Todos os anos, este grupo recolhe e analisa as notícias sobre mulheres assassinadas ou que foram vítimas de tentativa de homicídio. É com base nessa recolha que é feita a contabilização dos casos, pelo que é necessário olhar para os números com alguma cautela, já que podem existir casos que não são divulgados. 

Além dos casos ocorridos em contexto de intimidade, o OMA identificou ainda dez casos de assassinato de mulheres ocorridos noutras circunstâncias (questões financeiras, assaltos ou outros), duas tentativas de homicídio num quadro de violência doméstica contra ascendente, uma tentativa de femicídio por motivos de género e uma outra tentativa “não relacionada com questões de género”. Números que levam este grupo a insistir na “urgência de um investimento numa análise sobre o femicídio e a sua tentativa a partir de um olhar especializado e aprofundado para prevenir futuros assassinatos”, refere em comunicado.

Para as vítimas e testemunhas de casos de violência doméstica, fica também um apelo, traduzido por Cátia Pontedeira: “Procurem ajuda especializada. É gratuita, confidencial, e existe por via telefónica e em estruturas de atendimento físico de que podem fazer uso para procurar ajuda, que será prestada com base nos dados de cada situação”.

O Serviço de Informação às Vítimas de Violência Doméstica tem uma linha gratuita, confidencial e disponível 24 horas por dia (800 202 148), através da qual se pode obter informação sobre a ajuda disponível em todo o território.
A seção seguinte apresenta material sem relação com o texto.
use ndarray::{s, Array1, Array2, Axis};
use tracing::debug;

use std::ops::Range;

use crate::context::Context;
use crate::error::{Error, Result};
use crate::hmm::{floor_and_normalize, FrameRef, Hmm, TrainingSet, PROBABILITY_FLOOR};
use crate::utils::zeros2;

use super::vq::lbg;

/// Frames of one state's segment gathered from every token, with their origin.
#[derive(Debug, Clone)]
pub struct PooledFrames {
    pub frames: Array2<f64>,
    pub origins: Vec<FrameRef>,
}

/// Splits `len` frames into `nstates` contiguous segments whose lengths
/// differ by at most one, longer segments first.
pub fn segment_bounds(len: usize, nstates: usize) -> Vec<Range<usize>> {
    let quot = len / nstates;
    let rem = len % nstates;
    let mut bounds = Vec::with_capacity(nstates);
    let mut start = 0;
    for state in 0..nstates {
        let size = if state < rem { quot + 1 } else { quot };
        bounds.push(start..start + size);
        start += size;
    }
    bounds
}

pub fn pool_segment(set: &TrainingSet, state: usize, nstates: usize) -> Result<PooledFrames> {
    let mut origins = Vec::new();
    for token in 0..set.ntokens() {
        for frame in segment_bounds(set.token_len(token), nstates)[state].clone() {
            origins.push(FrameRef { token, frame });
        }
    }
    let mut frames = zeros2((origins.len(), set.dim()), "pooled segment")?;
    for (mut row, at) in frames.outer_iter_mut().zip(origins.iter()) {
        row.assign(&set.frame(*at));
    }
    Ok(PooledFrames { frames, origins })
}

/// Initial model: every token is cut into equal segments, one per state, and
/// each state's pooled frames are clustered into its mixture components.
pub fn initialize(ctx: &mut Context, set: &TrainingSet) -> Result<Hmm> {
    let nstates = ctx.config.nstates;
    let nmix = ctx.config.nmix;
    let floor = ctx.config.variance_floor;
    let dim = set.dim();
    let shortest = set.min_token_len();
    if shortest < nstates {
        return Err(Error::TokenTooShort { frames: shortest, states: nstates });
    }

    let global = set.features().var_axis(Axis(0), 0.0);
    let mut hmm = Hmm::new(nstates, nmix, dim);
    for state in 0..nstates {
        let pooled = pool_segment(set, state, nstates)?;
        let codebook = lbg(ctx, pooled.frames.view(), nmix)?;
        let total = pooled.frames.nrows() as f64;
        for mix in 0..nmix {
            let centroid = codebook.centroids.row(mix);
            let mut spread = Array1::<f64>::zeros(dim);
            let mut count = 0;
            for i in codebook.members(mix) {
                let diff = &pooled.frames.row(i) - &centroid;
                spread += &(&diff * &diff);
                count += 1;
            }
            if count > 0 {
                spread /= count as f64;
            }
            for d in 0..dim {
                hmm.variances[[state, mix, d]] = if spread[d] >= floor {
                    spread[d]
                } else if global[d] >= floor {
                    global[d]
                } else {
                    floor
                };
            }
            hmm.means.slice_mut(s![state, mix, ..]).assign(&centroid);
            hmm.weights[[state, mix]] = count as f64 / total;
        }
        floor_and_normalize(hmm.weights.row_mut(state), PROBABILITY_FLOOR);
        debug!(state, frames = pooled.frames.nrows(), distortion = codebook.distortion, "initialized state");
    }
    Ok(hmm)
}
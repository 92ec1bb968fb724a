use serde::{Deserialize, Serialize};
use tracing::{debug, info_span, warn};

use super::viterbi::Viterbi;
use super::Solver;
use crate::error::{Error, Result};
use crate::hmm::{Hmm, Token};

/// Trained model of one vocabulary word.
#[derive(Debug, Clone, PartialEq, Serialize, Deserialize)]
pub struct WordModel {
    pub word: String,
    pub label: String,
    pub hmm: Hmm,
}

#[derive(Debug, Clone, PartialEq)]
pub struct Candidate {
    /// Position of the model in the candidate list.
    pub index: usize,
    pub word: String,
    pub label: String,
    pub log_likelihood: f64,
    pub path: Vec<usize>,
}

/// Candidates ordered best-first.
#[derive(Debug, Clone, PartialEq)]
pub struct Recognition {
    pub candidates: Vec<Candidate>,
}

impl Recognition {

    pub fn best(&self) -> Option<&Candidate> {
        self.candidates.first()
    }
}

fn ranking_score(candidate: &Candidate) -> f64 {
    if candidate.log_likelihood.is_nan() {
        f64::NEG_INFINITY
    } else {
        candidate.log_likelihood
    }
}

/// Decodes `token` against every model and ranks them by path
/// log-likelihood. Models with more states than the token has frames are
/// ranked last with an empty path.
pub fn recognize(models: &[WordModel], token: &Token) -> Result<Recognition> {
    let span = info_span!("recognize", candidates = models.len(), frames = token.len());
    let _enter = span.enter();

    if models.is_empty() {
        return Err(Error::Configuration(String::from("recognition needs at least one model")));
    }
    for model in models {
        model.hmm.check_layout()?;
        if model.hmm.dim() != token.dim() {
            return Err(Error::DimensionMismatch { expected: model.hmm.dim(), found: token.dim() });
        }
    }

    let mut candidates = Vec::with_capacity(models.len());
    for (index, model) in models.iter().enumerate() {
        let (log_likelihood, path) = if token.len() < model.hmm.nstates() {
            warn!(word = %model.word, states = model.hmm.nstates(), "token too short to align");
            (f64::NEG_INFINITY, Vec::new())
        } else {
            let mut solver = Viterbi::new(&model.hmm, token.len())?;
            solver.solve(token)?;
            (solver.get_objective(), solver.get_solution().to_vec())
        };
        debug!(word = %model.word, log_likelihood, "candidate decoded");
        candidates.push(Candidate {
            index,
            word: model.word.clone(),
            label: model.label.clone(),
            log_likelihood,
            path,
        });
    }
    candidates.sort_by(|a, b| ranking_score(b).total_cmp(&ranking_score(a)));
    Ok(Recognition { candidates })
}
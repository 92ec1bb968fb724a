use std::collections::TryReserveError;

use thiserror::Error;

#[derive(Debug, Error)]
pub enum Error {
    #[error("could not allocate {what}: {source}")]
    Allocation {
        what: &'static str,
        #[source]
        source: TryReserveError,
    },

    #[error("invalid configuration: {0}")]
    Configuration(String),

    #[error("dimension mismatch: expected {expected}-dimensional frames, found {found}")]
    DimensionMismatch { expected: usize, found: usize },

    #[error("token has {frames} frames but the model has {states} states")]
    TokenTooShort { frames: usize, states: usize },

    #[error("token has no frames")]
    EmptyToken,

    #[error("malformed parameter layout: {0}")]
    Layout(String),

    #[error("malformed feature matrix: {0}")]
    Features(String),

    #[error("I/O error while {context}: {source}")]
    Io {
        context: String,
        #[source]
        source: std::io::Error,
    },

    #[error(transparent)]
    Json(#[from] serde_json::Error),

    #[error(transparent)]
    Shape(#[from] ndarray::ShapeError),
}

pub type Result<T> = std::result::Result<T, Error>;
A influência da pandemia e do confinamento nos casos de violência doméstica ainda carece de uma análise aprofundada, mas alguns dados já vão permitindo traçar um retrato preliminar. Se o número de pedidos de ajuda caiu durante o confinamento – o que não aponta necessariamente para uma quebra nas agressões, já que a possibilidade de as vítimas pedirem ajuda poderá ter ficado comprometida pela presença constante do agressor ou agressora , o aumento desses pedidos verificou-se assim que houve algum regresso à normalidade. Só a Rede Nacional de Apoio a Vítimas de Violência Doméstica registou uma quase duplicação dos pedidos de ajuda após o desconfinamento, com os contactos a aumentarem de 2500 para 4500 por quinzena. 

Com um olhar mais abrangente sobre esta questão, o ramo europeu da Organização Mundial de Saúde veio, em Maio, alertar para o aumento de casos de violência doméstica durante o confinamento, havendo países em que os pedidos de ajuda aumentaram em 60%.